## PROBLEM DESCRIPTION:
From the records below, set down exactly the lines starting with the line that contains "region.catches.sort_by_key(|catch| catch.from);" and going on through the line that contains "return list". Nothing else is wanted.

## RECORDS SHOWN:
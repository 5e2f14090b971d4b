//! Aggregation of raw exception table entries into logical protected regions.
//!
//! Raw entries sharing a protected range collapse into a single `try` with multiple catches, and
//! entries sharing a handler collapse into one multi-catch clause. Catch-all entries are
//! classified by the shape of their handler code: a handler rethrowing the caught value around a
//! shared body is a `finally`, a handler doing `monitorexit` before the rethrow over a region
//! entered by `monitorenter` is a `synchronized` block. The JDK 1.1 `jsr` subroutine form and the
//! Jikes 1.2 variant are sub-typed so the builders can strip the subroutine plumbing; a doubled
//! monitor region sharing one subroutine collapses into a single synchronized region. Handlers
//! with none of the known shapes degrade to a plain catch-all `try`/`catch`.
//!
//! Regions are returned innermost-first so the driver processes outermost-last.

use crate::node::{Node, NodeKind, index_at_or_after, last_offset};
use decaf_classfile::ExceptionTableEntry;

/// The classified shape of a protected region.
#[derive(Clone, Copy, Debug, Eq, PartialEq)]
pub(crate) enum RegionKind {
    TryCatch,
    TryFinally,
    /// `try`/`finally` sharing the finally body through a `jsr` subroutine (JDK 1.1 .. 1.3).
    TryFinallyJsr,
    /// The Jikes 1.2 layout: the handler falls through into the subroutine it shares.
    TryFinallyJikes,
    Synchronized,
    /// Two nested monitor regions sharing one cleanup subroutine (JDK 1.1.8 layout).
    SynchronizedDouble,
}

/// One catch clause of an aggregated region.
#[derive(Clone, Debug, Eq, PartialEq)]
pub(crate) struct CatchEntry {
    pub from: i32,
    pub to: i32,
    pub type_index: u16,
    pub other_type_indexes: Vec<u16>,
}

/// An aggregated protected region.
#[derive(Clone, Debug, Eq, PartialEq)]
pub(crate) struct ProtectedRegion {
    pub kind: RegionKind,
    pub try_from: i32,
    pub try_to: i32,
    /// Offset of the catch-all handler providing the `finally` (or the monitor cleanup), −1 when
    /// there is none.
    pub finally_from: i32,
    /// Offset of the shared `jsr` subroutine for the 1.1-era forms, −1 otherwise.
    pub subroutine: i32,
    /// Offset of the first instruction after the whole construct.
    pub after: i32,
    pub catches: Vec<CatchEntry>,
    pub synchronized: bool,
}

/// Aggregate the raw exception table into protected regions, innermost-first.
pub(crate) fn aggregate(
    list: &[Node],
    exception_table: &[ExceptionTableEntry],
) -> Vec<ProtectedRegion> {
    let mut regions: Vec<ProtectedRegion> = Vec::new();

    // Typed entries grouped by protected range; entries sharing a handler merge into multi-catch.
    for entry in exception_table {
        if entry.is_catch_all() || entry.start() >= entry.end() {
            continue;
        }
        let position = regions
            .iter()
            .position(|region| region.try_from == entry.start() && region.try_to == entry.end())
            .unwrap_or_else(|| {
                regions.push(ProtectedRegion {
                    kind: RegionKind::TryCatch,
                    try_from: entry.start(),
                    try_to: entry.end(),
                    finally_from: -1,
                    subroutine: -1,
                    after: -1,
                    catches: Vec::new(),
                    synchronized: false,
                });
                regions.len() - 1
            });
        let region = &mut regions[position];
        let handler = entry.handler();
        let existing = region.catches.iter().position(|catch| catch.from == handler);
        if let Some(existing) = existing {
            region.catches[existing]
                .other_type_indexes
                .push(entry.catch_type);
        } else {
            region.catches.push(CatchEntry {
                from: handler,
                to: -1,
                type_index: entry.catch_type,
                other_type_indexes: Vec::new(),
            });
        }
    }

    // Catch-all entries grouped by handler; the entry protecting its own handler is dropped.
    let mut catch_alls: Vec<(i32, i32, i32)> = Vec::new();
    for entry in exception_table {
        if !entry.is_catch_all() || entry.start() >= entry.handler() {
            continue;
        }
        let existing = catch_alls
            .iter()
            .position(|(_, _, handler)| *handler == entry.handler());
        if let Some(existing) = existing {
            let group = &mut catch_alls[existing];
            group.0 = group.0.min(entry.start());
            group.1 = group.1.max(entry.end());
        } else {
            catch_alls.push((entry.start(), entry.end(), entry.handler()));
        }
    }

    for (start, end, handler) in catch_alls {
        let shape = classify_handler(list, handler);
        let attached = regions.iter().position(|region| {
            region.try_from == start && region.finally_from == -1 && region.try_to <= end
        });
        if let Some(position) = attached {
            let region = &mut regions[position];
            match shape {
                HandlerShape::Finally => {
                    region.kind = RegionKind::TryFinally;
                    region.finally_from = handler;
                }
                HandlerShape::FinallyJsr { subroutine } => {
                    region.kind = RegionKind::TryFinallyJsr;
                    region.finally_from = handler;
                    region.subroutine = subroutine;
                }
                HandlerShape::FinallyJikes { subroutine } => {
                    region.kind = RegionKind::TryFinallyJikes;
                    region.finally_from = handler;
                    region.subroutine = subroutine;
                }
                HandlerShape::Unknown | HandlerShape::Synchronized => {
                    // Unknown catch-all shapes degrade to a plain catch clause.
                    region.catches.push(CatchEntry {
                        from: handler,
                        to: -1,
                        type_index: 0,
                        other_type_indexes: Vec::new(),
                    });
                }
            }
            continue;
        }

        let entered = entered_by_monitor(list, start);
        let (kind, subroutine, synchronized) = match shape {
            HandlerShape::Synchronized if entered => (RegionKind::Synchronized, -1, true),
            HandlerShape::FinallyJsr { subroutine } if entered => {
                (RegionKind::Synchronized, subroutine, true)
            }
            HandlerShape::Finally => (RegionKind::TryFinally, -1, false),
            HandlerShape::FinallyJsr { subroutine } => {
                (RegionKind::TryFinallyJsr, subroutine, false)
            }
            HandlerShape::FinallyJikes { subroutine } => {
                (RegionKind::TryFinallyJikes, subroutine, false)
            }
            HandlerShape::Synchronized | HandlerShape::Unknown => {
                (RegionKind::TryCatch, -1, false)
            }
        };
        if kind == RegionKind::TryCatch {
            regions.push(ProtectedRegion {
                kind,
                try_from: start,
                try_to: end,
                finally_from: -1,
                subroutine: -1,
                after: -1,
                catches: vec![CatchEntry {
                    from: handler,
                    to: -1,
                    type_index: 0,
                    other_type_indexes: Vec::new(),
                }],
                synchronized: false,
            });
        } else {
            regions.push(ProtectedRegion {
                kind,
                try_from: start,
                try_to: end,
                finally_from: handler,
                subroutine,
                after: -1,
                catches: Vec::new(),
                synchronized,
            });
        }
    }

    merge_double_synchronized(&mut regions);

    for region in &mut regions {
        finish_region(list, region);
    }

    // Innermost first, so the driver processes outermost-last.
    regions.sort_by(|left, right| {
        let left_size = left.after.max(left.try_to) - left.try_from;
        let right_size = right.after.max(right.try_to) - right.try_from;
        left_size.cmp(&right_size).then(right.try_from.cmp(&left.try_from))
    });
    regions
}

/// The recognized shapes of a catch-all handler.
#[derive(Clone, Copy, Debug, Eq, PartialEq)]
enum HandlerShape {
    Synchronized,
    Finally,
    FinallyJsr { subroutine: i32 },
    FinallyJikes { subroutine: i32 },
    Unknown,
}

/// Classify the code at `handler` by shape.
fn classify_handler(list: &[Node], handler: i32) -> HandlerShape {
    let index = index_at_or_after(list, handler);
    let Some(first) = list.get(index) else {
        return HandlerShape::Unknown;
    };

    // Every known shape stores the caught exception first.
    let NodeKind::Store {
        index: exception_slot,
        value,
        ..
    } = &first.kind
    else {
        return HandlerShape::Unknown;
    };
    if !matches!(value.kind, NodeKind::ExceptionLoad { .. }) {
        return HandlerShape::Unknown;
    }
    let exception_slot = *exception_slot;

    match list.get(index + 1).map(|node| &node.kind) {
        // astore e; aload lock; monitorexit; aload e; athrow
        Some(NodeKind::MonitorExit { .. }) => {
            if rethrows(list.get(index + 2), exception_slot) {
                HandlerShape::Synchronized
            } else {
                HandlerShape::Unknown
            }
        }
        // astore e; jsr sub; aload e; athrow
        Some(NodeKind::Jsr { delta }) => {
            let subroutine = list[index + 1].offset + *delta;
            if rethrows(list.get(index + 2), exception_slot) {
                if subroutine < handler {
                    HandlerShape::FinallyJikes { subroutine }
                } else {
                    HandlerShape::FinallyJsr { subroutine }
                }
            } else {
                HandlerShape::Unknown
            }
        }
        // astore e; <body>; aload e; athrow
        Some(_) => {
            let mut cursor = index + 1;
            while let Some(node) = list.get(cursor) {
                if rethrows(Some(node), exception_slot) {
                    return HandlerShape::Finally;
                }
                if matches!(
                    node.kind,
                    NodeKind::Return | NodeKind::ValueReturn { .. } | NodeKind::Goto { .. }
                ) {
                    break;
                }
                cursor += 1;
            }
            HandlerShape::Unknown
        }
        None => HandlerShape::Unknown,
    }
}

fn rethrows(node: Option<&Node>, exception_slot: u16) -> bool {
    let Some(node) = node else {
        return false;
    };
    let NodeKind::Throw { value } = &node.kind else {
        return false;
    };
    value.load_slot() == Some(exception_slot)
}

/// Returns true if the node immediately preceding `start` is a `monitorenter`.
fn entered_by_monitor(list: &[Node], start: i32) -> bool {
    let index = index_at_or_after(list, start);
    index > 0 && matches!(list[index - 1].kind, NodeKind::MonitorEnter { .. })
}

/// Collapse two nested monitor regions sharing one cleanup subroutine into a single region.
fn merge_double_synchronized(regions: &mut Vec<ProtectedRegion>) {
    let mut index = 0;
    while index < regions.len() {
        let outer = regions[index].clone();
        if !outer.synchronized || outer.subroutine < 0 {
            index += 1;
            continue;
        }
        let inner = regions.iter().position(|candidate| {
            candidate.synchronized
                && candidate.subroutine == outer.subroutine
                && candidate.try_from >= outer.try_from
                && candidate.try_to <= outer.try_to
                && (candidate.try_from, candidate.try_to) != (outer.try_from, outer.try_to)
        });
        if let Some(inner) = inner {
            regions.remove(inner);
            let outer = regions
                .iter_mut()
                .find(|candidate| {
                    candidate.try_from == outer.try_from && candidate.try_to == outer.try_to
                });
            if let Some(outer) = outer {
                outer.kind = RegionKind::SynchronizedDouble;
            }
        } else {
            index += 1;
        }
    }
}

/// Compute handler extents and the offset after the whole construct.
fn finish_region(list: &[Node], region: &mut ProtectedRegion) {
    let mut handler_starts: Vec<i32> = region.catches.iter().map(|catch| catch.from).collect();
    if region.finally_from >= 0 {
        handler_starts.push(region.finally_from);
    }
    handler_starts.sort_unstable();

    // A forward goto just before the first handler is the escape over the handlers.
    let mut after = -1;
    if let Some(first_handler) = handler_starts.first() {
        let index = index_at_or_after(list, *first_handler);
        if index > 0 {
            if let NodeKind::Goto { delta } = &list[index - 1].kind {
                let target = list[index - 1].offset + delta;
                if target > *first_handler {
                    after = target;
                }
            }
        }
    }
    if after < 0 {
        if let Some(last_handler) = handler_starts.last() {
            after = end_of_handler(list, *last_handler);
        } else {
            after = region.try_to;
        }
    }
    region.after = after;

    for position in 0..region.catches.len() {
        let from = region.catches[position].from;
        let to = handler_starts
            .iter()
            .copied()
            .filter(|start| *start > from)
            .min()
            .unwrap_or(after);
        region.catches[position].to = to;
    }
    region.catches.sort_by_key(|catch| catch.from);
}

/// The offset just after the last instruction of the handler starting at `from`: the instruction
/// after its rethrow, or the end of the list.
fn end_of_handler(list: &[Node], from: i32) -> i32 {
    let mut index = index_at_or_after(list, from);
    while let Some(node) = list.get(index) {
        if matches!(
            node.kind,
            NodeKind::Throw { .. }
                | NodeKind::Return
                | NodeKind::ValueReturn { .. }
                | NodeKind::Ret { .. }
        ) {
            return list
                .get(index + 1)
                .map_or(last_offset(list) + 1, |next| next.offset);
        }
        index += 1;
    }
    last_offset(list) + 1
}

## ANSWER AREA:
    region.catches.sort_by_key(|catch| catch.from);
}

/// The offset just after the last instruction of the handler starting at `from`: the instruction
/// after its rethrow, or the end of the list.
fn end_of_handler(list: &[Node], from: i32) -> i32 {
    let mut index = index_at_or_after(list, from);
    while let Some(node) = list.get(index) {
        if matches!(
            node.kind,
            NodeKind::Throw { .. }
                | NodeKind::Return
                | NodeKind::ValueReturn { .. }
                | NodeKind::Ret { .. }
        ) {
            return list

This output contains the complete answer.